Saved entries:

= = = = =

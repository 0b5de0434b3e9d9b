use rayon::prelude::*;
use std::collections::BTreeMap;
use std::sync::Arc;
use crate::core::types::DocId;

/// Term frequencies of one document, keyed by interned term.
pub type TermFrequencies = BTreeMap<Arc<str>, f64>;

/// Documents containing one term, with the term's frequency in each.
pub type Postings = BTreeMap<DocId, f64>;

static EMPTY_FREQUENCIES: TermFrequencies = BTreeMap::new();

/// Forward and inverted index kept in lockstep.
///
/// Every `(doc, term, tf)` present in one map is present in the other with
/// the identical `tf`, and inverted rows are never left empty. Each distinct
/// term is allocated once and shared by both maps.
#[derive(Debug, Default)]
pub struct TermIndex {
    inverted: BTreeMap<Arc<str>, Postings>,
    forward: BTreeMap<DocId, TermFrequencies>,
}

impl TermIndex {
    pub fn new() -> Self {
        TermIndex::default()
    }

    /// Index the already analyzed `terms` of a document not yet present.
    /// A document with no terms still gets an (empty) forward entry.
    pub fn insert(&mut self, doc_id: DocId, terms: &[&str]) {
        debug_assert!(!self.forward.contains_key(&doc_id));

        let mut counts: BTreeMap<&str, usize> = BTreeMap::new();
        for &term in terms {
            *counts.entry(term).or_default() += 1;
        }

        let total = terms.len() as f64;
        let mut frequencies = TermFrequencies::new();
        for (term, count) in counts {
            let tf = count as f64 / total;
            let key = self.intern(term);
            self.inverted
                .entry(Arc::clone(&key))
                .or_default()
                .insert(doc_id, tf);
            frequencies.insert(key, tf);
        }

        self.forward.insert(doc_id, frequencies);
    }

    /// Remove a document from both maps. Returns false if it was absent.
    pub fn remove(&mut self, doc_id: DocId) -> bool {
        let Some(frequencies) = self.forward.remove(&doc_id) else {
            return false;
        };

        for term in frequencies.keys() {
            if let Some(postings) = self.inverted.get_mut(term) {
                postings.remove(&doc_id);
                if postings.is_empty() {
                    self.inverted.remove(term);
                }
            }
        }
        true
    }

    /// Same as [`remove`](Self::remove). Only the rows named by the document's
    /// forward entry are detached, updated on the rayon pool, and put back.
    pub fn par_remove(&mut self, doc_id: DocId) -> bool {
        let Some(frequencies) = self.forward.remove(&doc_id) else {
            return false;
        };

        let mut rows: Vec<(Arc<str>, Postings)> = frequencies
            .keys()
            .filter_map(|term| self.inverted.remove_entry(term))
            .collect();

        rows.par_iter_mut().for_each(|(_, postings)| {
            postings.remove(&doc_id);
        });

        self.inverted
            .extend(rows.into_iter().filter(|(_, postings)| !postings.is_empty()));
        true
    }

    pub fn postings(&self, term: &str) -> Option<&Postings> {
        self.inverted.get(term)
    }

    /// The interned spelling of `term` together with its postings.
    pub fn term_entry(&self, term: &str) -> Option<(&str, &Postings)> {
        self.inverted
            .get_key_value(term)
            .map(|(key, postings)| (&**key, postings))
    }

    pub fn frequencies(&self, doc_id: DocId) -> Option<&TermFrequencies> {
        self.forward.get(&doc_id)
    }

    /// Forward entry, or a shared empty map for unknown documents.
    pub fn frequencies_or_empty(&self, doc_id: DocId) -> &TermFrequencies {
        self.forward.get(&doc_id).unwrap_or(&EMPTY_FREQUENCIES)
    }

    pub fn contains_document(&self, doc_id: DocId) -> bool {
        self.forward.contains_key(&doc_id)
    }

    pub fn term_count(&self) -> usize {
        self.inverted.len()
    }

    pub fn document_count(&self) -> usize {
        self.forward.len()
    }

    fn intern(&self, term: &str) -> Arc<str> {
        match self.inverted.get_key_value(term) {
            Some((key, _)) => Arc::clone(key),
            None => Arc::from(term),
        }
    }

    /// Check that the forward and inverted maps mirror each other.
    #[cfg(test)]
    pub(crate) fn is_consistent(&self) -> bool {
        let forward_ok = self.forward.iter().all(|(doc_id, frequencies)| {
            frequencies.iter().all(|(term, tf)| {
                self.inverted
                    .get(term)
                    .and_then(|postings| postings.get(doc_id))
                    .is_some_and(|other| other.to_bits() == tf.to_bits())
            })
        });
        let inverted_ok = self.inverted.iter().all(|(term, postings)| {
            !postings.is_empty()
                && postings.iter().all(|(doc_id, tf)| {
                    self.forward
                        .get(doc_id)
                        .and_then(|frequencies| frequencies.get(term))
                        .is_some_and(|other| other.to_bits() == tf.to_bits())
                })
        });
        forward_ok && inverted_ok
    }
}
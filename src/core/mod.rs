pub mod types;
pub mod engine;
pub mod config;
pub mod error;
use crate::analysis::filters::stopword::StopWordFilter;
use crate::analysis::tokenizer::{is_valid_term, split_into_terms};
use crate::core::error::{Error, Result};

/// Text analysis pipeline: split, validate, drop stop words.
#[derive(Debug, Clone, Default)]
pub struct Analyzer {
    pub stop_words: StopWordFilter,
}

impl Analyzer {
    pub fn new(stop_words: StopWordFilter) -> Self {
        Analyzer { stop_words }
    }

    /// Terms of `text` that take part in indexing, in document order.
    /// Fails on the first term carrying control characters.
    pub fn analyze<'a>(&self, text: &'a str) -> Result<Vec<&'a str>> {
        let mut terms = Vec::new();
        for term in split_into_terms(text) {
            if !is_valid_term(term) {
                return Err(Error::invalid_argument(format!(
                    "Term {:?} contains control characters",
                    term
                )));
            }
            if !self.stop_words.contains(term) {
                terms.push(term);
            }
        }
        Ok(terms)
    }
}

= = = = =

> _Task description_
Above are some records; repeat all of them exactly.

> _Your response_
repository 0b5de0434b3e9d9b
use rayon::prelude::*;
use std::collections::BTreeMap;
use std::sync::Arc;
use crate::core::types::DocId;

/// Term frequencies of one document, keyed by interned term.
pub type TermFrequencies = BTreeMap<Arc<str>, f64>;

/// Documents containing one term, with the term's frequency in each.
pub type Postings = BTreeMap<DocId, f64>;

static EMPTY_FREQUENCIES: TermFrequencies = BTreeMap::new();

/// Forward and inverted index kept in lockstep.
///
/// Every `(doc, term, tf)` present in one map is present in the other with
/// the identical `tf`, and inverted rows are never left empty. Each distinct
/// term is allocated once and shared by both maps.
#[derive(Debug, Default)]
pub struct TermIndex {
    inverted: BTreeMap<Arc<str>, Postings>,
    forward: BTreeMap<DocId, TermFrequencies>,
}

impl TermIndex {
    pub fn new() -> Self {
        TermIndex::default()
    }

    /// Index the already analyzed `terms` of a document not yet present.
    /// A document with no terms still gets an (empty) forward entry.
    pub fn insert(&mut self, doc_id: DocId, terms: &[&str]) {
        debug_assert!(!self.forward.contains_key(&doc_id));

        let mut counts: BTreeMap<&str, usize> = BTreeMap::new();
        for &term in terms {
            *counts.entry(term).or_default() += 1;
        }

        let total = terms.len() as f64;
        let mut frequencies = TermFrequencies::new();
        for (term, count) in counts {
            let tf = count as f64 / total;
            let key = self.intern(term);
            self.inverted
                .entry(Arc::clone(&key))
                .or_default()
                .insert(doc_id, tf);
            frequencies.insert(key, tf);
        }

        self.forward.insert(doc_id, frequencies);
    }

    /// Remove a document from both maps. Returns false if it was absent.
    pub fn remove(&mut self, doc_id: DocId) -> bool {
        let Some(frequencies) = self.forward.remove(&doc_id) else {
            return false;
        };

        for term in frequencies.keys() {
            if let Some(postings) = self.inverted.get_mut(term) {
                postings.remove(&doc_id);
                if postings.is_empty() {
                    self.inverted.remove(term);
                }
            }
        }
        true
    }

    /// Same as [`remove`](Self::remove). Only the rows named by the document's
    /// forward entry are detached, updated on the rayon pool, and put back.
    pub fn par_remove(&mut self, doc_id: DocId) -> bool {
        let Some(frequencies) = self.forward.remove(&doc_id) else {
            return false;
        };

        let mut rows: Vec<(Arc<str>, Postings)> = frequencies
            .keys()
            .filter_map(|term| self.inverted.remove_entry(term))
            .collect();

        rows.par_iter_mut().for_each(|(_, postings)| {
            postings.remove(&doc_id);
        });

        self.inverted
            .extend(rows.into_iter().filter(|(_, postings)| !postings.is_empty()));
        true
    }

    pub fn postings(&self, term: &str) -> Option<&Postings> {
        self.inverted.get(term)
    }

    /// The interned spelling of `term` together with its postings.
    pub fn term_entry(&self, term: &str) -> Option<(&str, &Postings)> {
        self.inverted
            .get_key_value(term)
            .map(|(key, postings)| (&**key, postings))
    }

    pub fn frequencies(&self, doc_id: DocId) -> Option<&TermFrequencies> {
        self.forward.get(&doc_id)
    }

    /// Forward entry, or a shared empty map for unknown documents.
    pub fn frequencies_or_empty(&self, doc_id: DocId) -> &TermFrequencies {
        self.forward.get(&doc_id).unwrap_or(&EMPTY_FREQUENCIES)
    }

    pub fn contains_document(&self, doc_id: DocId) -> bool {
        self.forward.contains_key(&doc_id)
    }

    pub fn term_count(&self) -> usize {
        self.inverted.len()
    }

    pub fn document_count(&self) -> usize {
        self.forward.len()
    }

    fn intern(&self, term: &str) -> Arc<str> {
        match self.inverted.get_key_value(term) {
            Some((key, _)) => Arc::clone(key),
            None => Arc::from(term),
        }
    }

    /// Check that the forward and inverted maps mirror each other.
    #[cfg(test)]
    pub(crate) fn is_consistent(&self) -> bool {
        let forward_ok = self.forward.iter().all(|(doc_id, frequencies)| {
            frequencies.iter().all(|(term, tf)| {
                self.inverted
                    .get(term)
                    .and_then(|postings| postings.get(doc_id))
                    .is_some_and(|other| other.to_bits() == tf.to_bits())
            })
        });
        let inverted_ok = self.inverted.iter().all(|(term, postings)| {
            !postings.is_empty()
                && postings.iter().all(|(doc_id, tf)| {
                    self.forward
                        .get(doc_id)
                        .and_then(|frequencies| frequencies.get(term))
                        .is_some_and(|other| other.to_bits() == tf.to_bits())
                })
        });
        forward_ok && inverted_ok
    }
}
filename src/core/mod.rs
pub mod types;
pub mod engine;
pub mod config;
pub mod error;
use crate::analysis::filters::stopword::StopWordFilter;
use crate::analysis::tokenizer::{is_valid_term, split_into_terms};
use crate::core::error::{Error, Result};

/// Text analysis pipeline: split, validate, drop stop words.
#[derive(Debug, Clone, Default)]
pub struct Analyzer {
    pub stop_words: StopWordFilter,
}

impl Analyzer {
    pub fn new(stop_words: StopWordFilter) -> Self {
        Analyzer { stop_words }
    }

    /// Terms of `text` that take part in indexing, in document order.
    /// Fails on the first term carrying control characters.
    pub fn analyze<'a>(&self, text: &'a str) -> Result<Vec<&'a str>> {
        let mut terms = Vec::new();
        for term in split_into_terms(text) {
            if !is_valid_term(term) {
                return Err(Error::invalid_argument(format!(
                    "Term {:?} contains control characters",
                    term
                )));
            }
            if !self.stop_words.contains(term) {
                terms.push(term);
            }
        }
        Ok(terms)
    }
}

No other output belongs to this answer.